There are 4 known square shaped stupa’s in Sri Lanka. The most popular is the Sathmahal Prasadaya. The rest of the 3 stupas can be found in the ancient Anuradhapura kingdom which are rarely visited by the pilgrims
Hatadage is an ancient relic shrine in the city of Polonnaruwa, Sri Lanka. It was built by King Nissanka Malla, and had been used to keep the Relic of the tooth of the Buddha. The Hatadage had been built using stone, brick and wood, although only parts of the brick and stone walls now remain.

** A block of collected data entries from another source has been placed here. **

use remote_collection::{parse_timestamp, ApiError, ApiResult, Entity, Filterable};
use serde::{Deserialize, Serialize};

use super::Choices;

pub const TRANSACTION_TYPES: Choices = &[("INCOME", "Income"), ("EXPENSE", "Expense")];

pub const PRIORITIES: Choices = &[("LOW", "Low"), ("MEDIUM", "Medium"), ("HIGH", "High")];

pub const STATUS_PENDING: &str = "PENDING";
pub const STATUS_VERIFIED: &str = "VERIFIED";

// ========================
// Transactions
// ========================

#[derive(Debug, Clone, PartialEq, Serialize, Deserialize)]
#[serde(rename_all = "camelCase")]
pub struct FinanceTransaction {
    pub id: String,
    #[serde(default)]
    pub transaction_date: String,
    #[serde(rename = "type", default)]
    pub kind: String,
    #[serde(default)]
    pub category_name: Option<String>,
    #[serde(default)]
    pub description: String,
    #[serde(default)]
    pub amount: f64,
    #[serde(default)]
    pub receipt_url: Option<String>,
}

impl FinanceTransaction {
    pub fn is_income(&self) -> bool {
        self.kind == "INCOME"
    }
}

impl Entity for FinanceTransaction {
    type Id = String;

    fn id(&self) -> &String {
        &self.id
    }
}

impl Filterable for FinanceTransaction {
    fn field(&self, name: &str) -> Option<&str> {
        match name {
            "description" => Some(&self.description),
            "categoryName" => self.category_name.as_deref(),
            "type" => Some(&self.kind),
            _ => None,
        }
    }

    fn sort_name(&self) -> &str {
        &self.description
    }

    fn sort_time(&self) -> Option<i64> {
        parse_timestamp(&self.transaction_date)
    }
}

#[derive(Debug, Clone, Default, PartialEq, Deserialize)]
#[serde(rename_all = "camelCase")]
pub struct TransactionSummary {
    #[serde(default)]
    pub balance: f64,
    #[serde(default)]
    pub total_income: f64,
    #[serde(default)]
    pub total_expense: f64,
}

#[derive(Debug, Clone, PartialEq, Deserialize)]
pub struct FinanceCategory {
    pub id: String,
    pub name: String,
    /// INCOME, EXPENSE or BOTH
    #[serde(rename = "type", default)]
    pub kind: String,
}

impl FinanceCategory {
    pub fn applies_to(&self, transaction_kind: &str) -> bool {
        self.kind == "BOTH" || self.kind == transaction_kind
    }
}

#[derive(Debug, Clone, PartialEq, Serialize)]
#[serde(rename_all = "camelCase")]
pub struct CreateTransactionRequest {
    pub description: String,
    pub amount: f64,
    #[serde(rename = "type")]
    pub kind: String,
    pub category_id: String,
    pub transaction_date: String,
}

/// Description as stored: the text plus optional ` (PIC: name)` and
/// ` - Note: note` suffixes. Blank extras are left out, and a blank
/// description stays blank so validation still rejects it.
pub fn compose_description(description: &str, pic_name: Option<&str>, note: &str) -> String {
    let mut out = description.trim().to_string();
    if out.is_empty() {
        return out;
    }
    if let Some(pic) = pic_name.map(str::trim).filter(|p| !p.is_empty()) {
        out.push_str(&format!(" (PIC: {})", pic));
    }
    let note = note.trim();
    if !note.is_empty() {
        out.push_str(&format!(" - Note: {}", note));
    }
    out
}

impl CreateTransactionRequest {
    pub fn validate(&self) -> ApiResult<()> {
        if self.description.trim().is_empty()
            || !(self.amount > 0.0)
            || self.category_id.is_empty()
            || self.transaction_date.is_empty()
        {
            return Err(ApiError::Validation(
                "Description, amount greater than zero, category and date are required".into(),
            ));
        }
        Ok(())
    }
}

// ========================
// Procurement
// ========================

#[derive(Debug, Clone, PartialEq, Serialize, Deserialize)]
#[serde(rename_all = "camelCase")]
pub struct ProcurementRequest {
    pub id: String,
    pub item_name: String,
    #[serde(default)]
    pub estimated_price: f64,
    #[serde(default)]
    pub priority: String,
    #[serde(default)]
    pub status: String,
    #[serde(default)]
    pub requester_name: Option<String>,
    #[serde(default)]
    pub requester_nim: Option<String>,
    #[serde(default)]
    pub reason: Option<String>,
    #[serde(default)]
    pub description: Option<String>,
    #[serde(default)]
    pub purchase_link: Option<String>,
    #[serde(default)]
    pub created_at: Option<String>,
}

impl ProcurementRequest {
    pub fn is_pending(&self) -> bool {
        self.status == STATUS_PENDING
    }
}

impl Entity for ProcurementRequest {
    type Id = String;

    fn id(&self) -> &String {
        &self.id
    }
}

impl Filterable for ProcurementRequest {
    fn field(&self, name: &str) -> Option<&str> {
        match name {
            "itemName" => Some(&self.item_name),
            "requesterName" => self.requester_name.as_deref(),
            "status" => Some(&self.status),
            "priority" => Some(&self.priority),
            _ => None,
        }
    }

    fn sort_name(&self) -> &str {
        &self.item_name
    }

    fn sort_time(&self) -> Option<i64> {
        self.created_at.as_deref().and_then(parse_timestamp)
    }
}

#[derive(Debug, Clone, PartialEq, Serialize)]
#[serde(rename_all = "camelCase")]
pub struct CreateProcurementRequest {
    pub item_name: String,
    pub estimated_price: f64,
    pub priority: String,
    pub reason: String,
    pub description: String,
    #[serde(skip_serializing_if = "Option::is_none")]
    pub purchase_link: Option<String>,
}

impl CreateProcurementRequest {
    pub fn validate(&self) -> ApiResult<()> {
        if self.item_name.trim().is_empty() || !(self.estimated_price > 0.0) {
            return Err(ApiError::Validation("Item name and estimated price are required".into()));
        }
        Ok(())
    }
}

// ========================
// Dues
// ========================

#[derive(Debug, Clone, PartialEq, Serialize, Deserialize)]
#[serde(rename_all = "camelCase")]
pub struct DuesPayment {
    pub id: String,
    #[serde(default)]
    pub member_name: String,
    #[serde(default)]
    pub member_nim: Option<String>,
    #[serde(default)]
    pub payment_month: u32,
    #[serde(default)]
    pub payment_year: i32,
    #[serde(default)]
    pub amount: f64,
    #[serde(default)]
    pub payment_proof_url: Option<String>,
    #[serde(default)]
    pub status: String,
    #[serde(default)]
    pub paid_at: Option<String>,
}

impl DuesPayment {
    pub fn is_pending(&self) -> bool {
        self.status == STATUS_PENDING
    }

    pub fn period_label(&self) -> String {
        format!("{}/{}", self.payment_month, self.payment_year)
    }
}

impl Entity for DuesPayment {
    type Id = String;

    fn id(&self) -> &String {
        &self.id
    }
}

impl Filterable for DuesPayment {
    fn field(&self, name: &str) -> Option<&str> {
        match name {
            "memberName" => Some(&self.member_name),
            "memberNim" => self.member_nim.as_deref(),
            "status" => Some(&self.status),
            _ => None,
        }
    }

    fn sort_name(&self) -> &str {
        &self.member_name
    }

    fn sort_time(&self) -> Option<i64> {
        self.paid_at.as_deref().and_then(parse_timestamp)
    }
}

/// JSON part of the dues multipart upload
#[derive(Debug, Clone, PartialEq, Serialize)]
#[serde(rename_all = "camelCase")]
pub struct CreateDuesRequest {
    pub payment_month: u32,
    pub payment_year: i32,
    pub amount: f64,
}

impl CreateDuesRequest {
    /// Validate and render the `data` field. `has_file` is whether a proof
    /// file was picked.
    pub fn multipart_data(&self, has_file: bool) -> ApiResult<String> {
        if !(self.amount > 0.0) || !has_file {
            return Err(ApiError::Validation("Amount and payment proof are required".into()));
        }
        if !(1..=12).contains(&self.payment_month) {
            return Err(ApiError::Validation("Payment month must be between 1 and 12".into()));
        }
        Ok(serde_json::to_string(self)?)
    }
}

It appears to have been a two-storey structure, but the upper storey has now been destroyed. Three Buddha statues carved out of granite rock are located within a chamber of the shrine.
The Gal Pota (Stone Book) is a colossal stone representation of an olabook. It is nearly 9m long by 1.5m wide, and 40cm to 66cm thick. The inscription on it – the longest such stone inscription in Sri Lanka – indicates that it was a Nissanka Malla publication. Much of it extols his virtues as a king, but it also includes the footnote that the slab, weighing 25 tonnes, was dragged from Mihintale, an astonishing 100km away.
The origin of this unusually shaped Pabalu Vehera stupa is unknown but it is believed to been built by one of the king Parakramabahu’s ( 1153-1186 AD) consorts, queen Rupawathi. The original name of this stupa is not known. The current name “Pabalu” (meaning beads) was derived from the fact that a large number of small glass beads being found during the excavation of the area around the stupa
Lotus pond (Nelum Pokuna) got its name due to the design, which is similar to a shape of a bloomed Lotus flower. This pond made out of granite and has five levels from bottom to top and that depicts how lotus pates are naturally arranged. There are eight petals in lotus and the outer diameter is 24 ft. 9 inches. It’s believed that this another creation of king Parakramabahu the Great.
Colombo Nelum Pokuna Mahinda Rajapakse Theatre design was done based on this pond.